Who can take advantage of payday consolidation?
Consolidation loans allow us to combine into one different liabilities, including cash loans, mortgage loans, car loans, credit card or current account debt, also from installment loans taken in stores.
However, the bank is not always ready for consolidation. This applies above all to the situation when we had or have problems with repayment of our installments. This is a signal for the bank that we are not a completely trustworthy customer. However, if our creditworthiness is not very low, in most cases the bank will help us and provide a consolidation loan.
What exactly is a consolidation loan?
In principle, this kind of loan is granted to pay off other of our obligations. However, we do not get money in hand, but the bank regulates these liabilities for us. Then we pay only one installment instead of many.
Consolidation loans actually allow us to obtain smaller, common interest rates, but most often they are an average interest rate on current liabilities. The interest rate also depends on the repayment period chosen by us. For consolidation to make sense and give the customer smaller installments that are easier to pay, the loan period must be extended. Therefore, several loans for 2 years can be converted into one loan for 6 years.
Do not forget to check the cost of consolidation
Many of us think that a consolidation loan is a loan less expensive than those we have. However, we must remember that we actually give the bank offering the consolidation loan more than when paying all debts separately.

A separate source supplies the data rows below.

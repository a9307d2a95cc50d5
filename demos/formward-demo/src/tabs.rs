//! The demo forms, one tab per topic

use anyhow::Result;
use formward::forms::{ModelError, Tab};
use formward::prelude::*;
use formward::submit::JsAction;
use rand::Rng;

fn random_int() -> u32 {
	rand::thread_rng().gen_range(1..=100)
}

fn statuses() -> Choices {
	[(0, "noob"), (1, "pro"), (2, "dev")].into_iter().collect()
}

/// Build all five tabs with their forms and handlers
pub fn build() -> Result<Tabs<FormEndpoint>> {
	let mut tabs = Tabs::new();
	basic_use(tabs.add_tab("Basic Use"))?;
	handler_output(tabs.add_tab("Handler Output"))?;
	handler_safety(tabs.add_tab("Handler Safety"))?;
	complex_examples(tabs.add_tab("Complex Examples"))?;
	layout_control(tabs.add_tab("Layout Control"))?;
	Ok(tabs)
}

/// Find a form by name across all tabs
pub fn find<'a>(tabs: &'a mut Tabs<FormEndpoint>, name: &str) -> Option<&'a mut FormEndpoint> {
	tabs.iter_mut()
		.flat_map(|tab| tab.forms_mut())
		.find(|endpoint| endpoint.name() == name)
}

fn basic_use(tab: &mut Tab<FormEndpoint>) -> Result<()> {
	tab.header("Very simple form");

	let mut form = Form::new("subscribe");
	form.add_control("email", Control::line(), FieldOptions::new())?;
	form.set_button(Button::new("Subscribe").icon("mail"));
	tab.form(form.on_submit(|form, _| {
		let email = form.model().get_str("email")?.unwrap_or_default();
		Ok(SubmitResult::success(format!("Subscribed {} to newsletter.", email)))
	}));

	tab.header("But very flexible");

	let mut form = Form::new("statuses");
	{
		let mut group = form.add_group(GroupOptions::new().width(Width::THREE));
		group.add_control("name", Control::line(), FieldOptions::new())?;
		group.add_control("surname", Control::line(), FieldOptions::new())?;
		group.add_control(
			"gender",
			Control::dropdown([(0, "Female"), (1, "Male")].into_iter().collect()),
			FieldOptions::new(),
		)?;
	}

	form.add_control("description", Control::textarea(), FieldOptions::new())?;
	form.set_value("description", 0)?;
	form.add_control("no_description", Control::textarea(), FieldOptions::new())?;
	form.set_value("no_description", serde_json::Value::Null)?;
	form.add_control("status_optional", Control::dropdown(statuses()), FieldOptions::new())?;
	for (name, field_type, mandatory) in [
		("status_string_required", FieldType::String, false),
		("status_integer_required", FieldType::Integer, false),
		("status_string_mandatory", FieldType::String, true),
		("status_integer_mandatory", FieldType::Integer, true),
	] {
		let options = FieldOptions::typed(field_type).with_values(statuses());
		let options = if mandatory {
			options.mandatory()
		} else {
			options.required()
		};
		form.add_control(name, Control::dropdown(Choices::new()), options)?;
	}
	tab.form(form.on_submit(|form, _| {
		Ok(JsAction::toast(form.model().to_json().to_string()).into())
	}));

	tab.header("Comparing Field type vs Form control class");

	let mut form = Form::new("dates");
	form.add_field(Field::new("field", FieldType::Date).with_caption("Date using model field:"))?;
	form.add_control(
		"control",
		Control::calendar().caption("Date using form control: "),
		FieldOptions::typed(FieldType::Date),
	)?;
	form.set_button(Button::new("Compare Date"));
	tab.form(form.on_submit(|form, _| {
		let message = format!(
			"field = {}; control = {}",
			form.model().get_str("field")?.unwrap_or_default(),
			form.model().get_str("control")?.unwrap_or_default()
		);
		Ok(View::message("Date field vs control:")
			.paragraph(message)
			.into())
	}));

	Ok(())
}

/// One-field form with its own save button
fn single(name: &str, control: &str, button: &str) -> Result<Form, ModelError> {
	let mut form = Form::new(name);
	form.add_control(control, Control::line(), FieldOptions::new())?;
	form.set_button(Button::new(button));
	Ok(form)
}

fn handler_output(tab: &mut Tab<FormEndpoint>) -> Result<()> {
	tab.header("Form can respond with manually generated error");
	tab.form(single("error_output", "email1", "Save1")?.on_submit(|_, _| {
		Ok(SubmitResult::error(
			"email1",
			format!("some error action {}", random_int()),
		))
	}));

	tab.header("..or success message");
	tab.form(
		single("success_output", "email2", "Save2")?
			.on_submit(|_, _| Ok(SubmitResult::success("form was successful"))),
	);

	tab.header("Any other view can be output");
	tab.form(single("view_output", "email3", "Save3")?.on_submit(|_, _| {
		Ok(View::message("some header")
			.paragraph(format!("some text {}", random_int()))
			.into())
	}));

	tab.header("Modal can be output directly");
	tab.form(single("modal_output", "email4", "Save4")?.on_submit(|_, _| {
		let view = View::message("some header").paragraph(format!("some text {}", random_int()));
		Ok(View::modal("Something happen", view)
			.with_class("ui modal tiny")
			.into())
	}));

	tab.header("jsAction can be used too");
	tab.form(single("script_output", "email5", "Save5")?.on_submit(|_, _| {
		Ok(js_input("email5")
			.val(format!("random is {}", random_int()))
			.into())
	}));

	Ok(())
}

fn handler_safety(tab: &mut Tab<FormEndpoint>) -> Result<()> {
	tab.sized_header("Form handles errors", 2);
	tab.form(single("handler_panic", "email", "Save")?.on_submit(|form, _| {
		let fields: Vec<&Field> = form.model().fields().collect();
		// Index past the end on purpose: the handler panics
		Ok(SubmitResult::success(fields[fields.len()].name.clone()))
	}));

	tab.sized_header("Form shows handler errors", 2);
	tab.form(single("handler_error", "email", "Save")?.on_submit(|_, _| {
		Err(HandlerError::new("testing").with_info("arg1", "val1"))
	}));

	let mut form = single("handler_error_modal", "email", "Save")?;
	form.set_button(Button::new("Modal Test").secondary());
	tab.form(form.on_submit(|_, _| {
		Err(HandlerError::new("testing").with_info("arg1", "val1"))
	}));

	Ok(())
}

fn complex_examples(tab: &mut Tab<FormEndpoint>) -> Result<()> {
	tab.header("Conditional response");

	let model = FormModel::new().with_fields([
		Field::string("name"),
		Field::string("email"),
		Field::new("is_accept_terms", FieldType::Boolean).mandatory(),
	])?;
	let form = Form::with_model("register", model).segment();

	tab.form(form.on_submit(|form, _| {
		let name = form.model().get_str("name")?;
		if name.as_deref() != Some("John") {
			return Ok(SubmitResult::error(
				"name",
				format!(
					"Your name is not John! It is \"{}\". It should be John. Pleeease!",
					name.unwrap_or_default()
				),
			));
		}
		Ok(SubmitResult::ActionList(vec![
			js_input("email").val("john@gmail.com").into(),
			js_control("is_accept_terms")
				.checkbox("set checked")
				.into(),
		]))
	}));

	Ok(())
}

fn layout_control(tab: &mut Tab<FormEndpoint>) -> Result<()> {
	tab.header("Shows example of grouping and multiple errors");

	let mut form = Form::new("layout").segment();

	form.add_header("Example fields added one-by-one");
	form.add_control("name", Control::line(), FieldOptions::new())?;
	form.add_control("email", Control::line(), FieldOptions::new())?;

	form.add_header("Example of field grouping");
	{
		let mut group = form.add_group(GroupOptions::titled("Address with label"));
		group.add_control("address", Control::line().width(Width::TWELVE), FieldOptions::new())?;
		group.add_control(
			"code",
			Control::line().width(Width::FOUR),
			FieldOptions::new().with_caption("Post Code"),
		)?;
	}
	{
		let mut group = form.add_group(GroupOptions::new().width(Width::TWO));
		group.add_control("city", Control::line(), FieldOptions::new())?;
		group.add_control("country", Control::line(), FieldOptions::new())?;
	}
	{
		let mut group = form.add_group(GroupOptions::titled("Name").inline());
		group.add_control("first_name", Control::line().width(Width::EIGHT), FieldOptions::new())?;
		group.add_control(
			"middle_name",
			Control::line().width(Width::THREE).disabled(),
			FieldOptions::new(),
		)?;
		group.add_control("last_name", Control::line().width(Width::FIVE), FieldOptions::new())?;
	}

	tab.form(form.on_submit(|form, _| {
		let mut errors = vec![];
		for field in form.model().user_fields() {
			let value = form.model().get_str(&field.name)?;
			if value.as_deref() != Some("a") {
				errors.push(SubmitResult::error(
					field.name.clone(),
					format!(
						"Field {} should contain exactly \"a\", but contains {}",
						field.name,
						value.unwrap_or_default()
					),
				));
			}
		}

		if errors.is_empty() {
			return Ok(SuccessResult::new("No more errors")
				.with_message("so we have saved everything into the database")
				.into());
		}
		Ok(errors.into())
	}));

	Ok(())
}

#[cfg(test)]
mod tests {
	use super::*;

	#[test]
	fn test_form_names_unique() {
		let tabs = build().unwrap();
		let mut names: Vec<&str> = tabs
			.iter()
			.flat_map(|tab| tab.forms())
			.map(|endpoint| endpoint.name())
			.collect();
		let total = names.len();
		names.sort();
		names.dedup();

		assert_eq!(names.len(), total);
		assert_eq!(total, 13);
		assert_eq!(tabs.len(), 5);
	}

	#[test]
	fn test_find() {
		let mut tabs = build().unwrap();
		assert!(find(&mut tabs, "register").is_some());
		assert!(find(&mut tabs, "nope").is_none());
	}
}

Although the amount of the lower installment is lower, we give the bank more money in total.
Of course, we will also have to pay a commission on such a loan, and often other charges, for example, the bank will make the loan conditional upon the purchase of an insurance policy.
Who pays for a consolidation loan?
A consolidation loan is the best choice for those who want to save themselves from falling into a debt spiral and who want to lower the monthly installment for repayment, which will make it easier to control the home budget.
We can also take a consolidation loan when we just want to conveniently pay one installment instead of many, but remember that such a solution will be less profitable, because then we will pay more. A lower installment does not mean a smaller amount to be paid!